[Excerpts from a dataset]
++++++++++

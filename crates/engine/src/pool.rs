//! Delayed-dispatch worker pool.
//!
//! A fixed set of worker threads draining a time-ordered queue. Supervisors
//! hand over a closure keyed to fire at a point in time; workers sleep until
//! the earliest deadline and run tasks as they come due. Shutdown drops any
//! tasks still pending — durable state lives in the ledger, and the
//! compensation scheduler re-drives whatever never ran.

use std::cmp::Ordering;
use std::collections::BinaryHeap;
use std::sync::atomic::{AtomicBool, AtomicU64, Ordering as AtomicOrdering};
use std::sync::{Arc, Condvar, Mutex};
use std::thread;

use chrono::{DateTime, Utc};
use tracing::debug;

type Task = Box<dyn FnOnce() + Send + 'static>;

struct Entry {
    at: DateTime<Utc>,
    seq: u64,
    task: Task,
}

impl PartialEq for Entry {
    fn eq(&self, other: &Self) -> bool {
        self.at == other.at && self.seq == other.seq
    }
}

impl Eq for Entry {}

impl PartialOrd for Entry {
    fn partial_cmp(&self, other: &Self) -> Option<Ordering> {
        Some(self.cmp(other))
    }
}

impl Ord for Entry {
    // Reversed so the BinaryHeap pops the earliest deadline first.
    fn cmp(&self, other: &Self) -> Ordering {
        other
            .at
            .cmp(&self.at)
            .then_with(|| other.seq.cmp(&self.seq))
    }
}

struct Inner {
    queue: Mutex<BinaryHeap<Entry>>,
    available: Condvar,
    shutdown: AtomicBool,
    seq: AtomicU64,
}

/// Scheduled-task pool for delayed dispatch.
pub struct DelayPool {
    inner: Arc<Inner>,
    workers: Mutex<Vec<thread::JoinHandle<()>>>,
}

impl DelayPool {
    /// Spawn `size` worker threads.
    pub fn new(size: usize) -> Self {
        let inner = Arc::new(Inner {
            queue: Mutex::new(BinaryHeap::new()),
            available: Condvar::new(),
            shutdown: AtomicBool::new(false),
            seq: AtomicU64::new(0),
        });

        let workers = (0..size.max(1))
            .map(|i| {
                let inner = inner.clone();
                thread::Builder::new()
                    .name(format!("relay-delay-{i}"))
                    .spawn(move || worker_loop(inner))
                    .expect("failed to spawn delay pool worker")
            })
            .collect();

        Self {
            inner,
            workers: Mutex::new(workers),
        }
    }

    /// Queue `task` to run no earlier than `at`. A deadline in the past
    /// fires as soon as a worker is free.
    pub fn schedule_at(&self, at: DateTime<Utc>, task: impl FnOnce() + Send + 'static) {
        let seq = self.inner.seq.fetch_add(1, AtomicOrdering::Relaxed);
        self.inner.queue.lock().unwrap().push(Entry {
            at,
            seq,
            task: Box::new(task),
        });
        self.inner.available.notify_all();
    }

    /// Stop the workers. Pending tasks are dropped.
    pub fn shutdown(&self) {
        self.inner.shutdown.store(true, AtomicOrdering::SeqCst);
        self.inner.available.notify_all();
        for worker in self.workers.lock().unwrap().drain(..) {
            let _ = worker.join();
        }
        let dropped = self.inner.queue.lock().unwrap().len();
        if dropped > 0 {
            debug!(pending = dropped, "delay pool shut down with tasks pending");
        }
    }
}

fn worker_loop(inner: Arc<Inner>) {
    let mut queue = inner.queue.lock().unwrap();
    loop {
        if inner.shutdown.load(AtomicOrdering::SeqCst) {
            break;
        }
        let now = Utc::now();
        let due = queue.peek().map(|entry| entry.at <= now);
        match due {
            Some(true) => {
                let entry = queue.pop().expect("peeked entry vanished");
                drop(queue);
                (entry.task)();
                queue = inner.queue.lock().unwrap();
            }
            Some(false) => {
                let wait = (queue.peek().expect("peeked entry vanished").at - now)
                    .to_std()
                    .unwrap_or_default();
                let (guard, _) = inner.available.wait_timeout(queue, wait).unwrap();
                queue = guard;
            }
            None => {
                queue = inner.available.wait(queue).unwrap();
            }
        }
    }
}

#[cfg(test)]
mod tests {
    use super::*;
    use std::sync::mpsc;
    use std::time::Duration;

    #[test]
    fn runs_past_due_task_immediately() {
        let pool = DelayPool::new(2);
        let (tx, rx) = mpsc::channel();

        pool.schedule_at(Utc::now() - chrono::Duration::seconds(5), move || {
            tx.send("ran").unwrap();
        });

        assert_eq!(rx.recv_timeout(Duration::from_secs(2)).unwrap(), "ran");
        pool.shutdown();
    }

    #[test]
    fn waits_for_the_deadline() {
        let pool = DelayPool::new(1);
        let (tx, rx) = mpsc::channel();

        let at = Utc::now() + chrono::Duration::milliseconds(150);
        pool.schedule_at(at, move || {
            tx.send(Utc::now()).unwrap();
        });

        let fired_at = rx.recv_timeout(Duration::from_secs(2)).unwrap();
        assert!(fired_at >= at - chrono::Duration::milliseconds(10));
        pool.shutdown();
    }

    #[test]
    fn earlier_deadline_fires_first() {
        let pool = DelayPool::new(1);
        let (tx, rx) = mpsc::channel();

        let tx_late = tx.clone();
        pool.schedule_at(Utc::now() + chrono::Duration::milliseconds(200), move || {
            tx_late.send("late").unwrap();
        });
        pool.schedule_at(Utc::now() + chrono::Duration::milliseconds(50), move || {
            tx.send("early").unwrap();
        });

        assert_eq!(rx.recv_timeout(Duration::from_secs(2)).unwrap(), "early");
        assert_eq!(rx.recv_timeout(Duration::from_secs(2)).unwrap(), "late");
        pool.shutdown();
    }

    #[test]
    fn shutdown_drops_pending_tasks() {
        let pool = DelayPool::new(1);
        let (tx, rx) = mpsc::channel::<&str>();

        pool.schedule_at(Utc::now() + chrono::Duration::seconds(60), move || {
            tx.send("should not run").unwrap();
        });
        pool.shutdown();

        assert!(rx.recv_timeout(Duration::from_millis(100)).is_err());
    }
}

++++++++++

• WHAT YOU NEED TO DO
Would you print exactly the lines from the first line of the entries above through the line that has "Shutdown drops any", both included, and stop there?

• ANSWER AREA
filename crates/engine/src/pool.rs
//! Delayed-dispatch worker pool.
//!
//! A fixed set of worker threads draining a time-ordered queue. Supervisors
//! hand over a closure keyed to fire at a point in time; workers sleep until
//! the earliest deadline and run tasks as they come due. Shutdown drops any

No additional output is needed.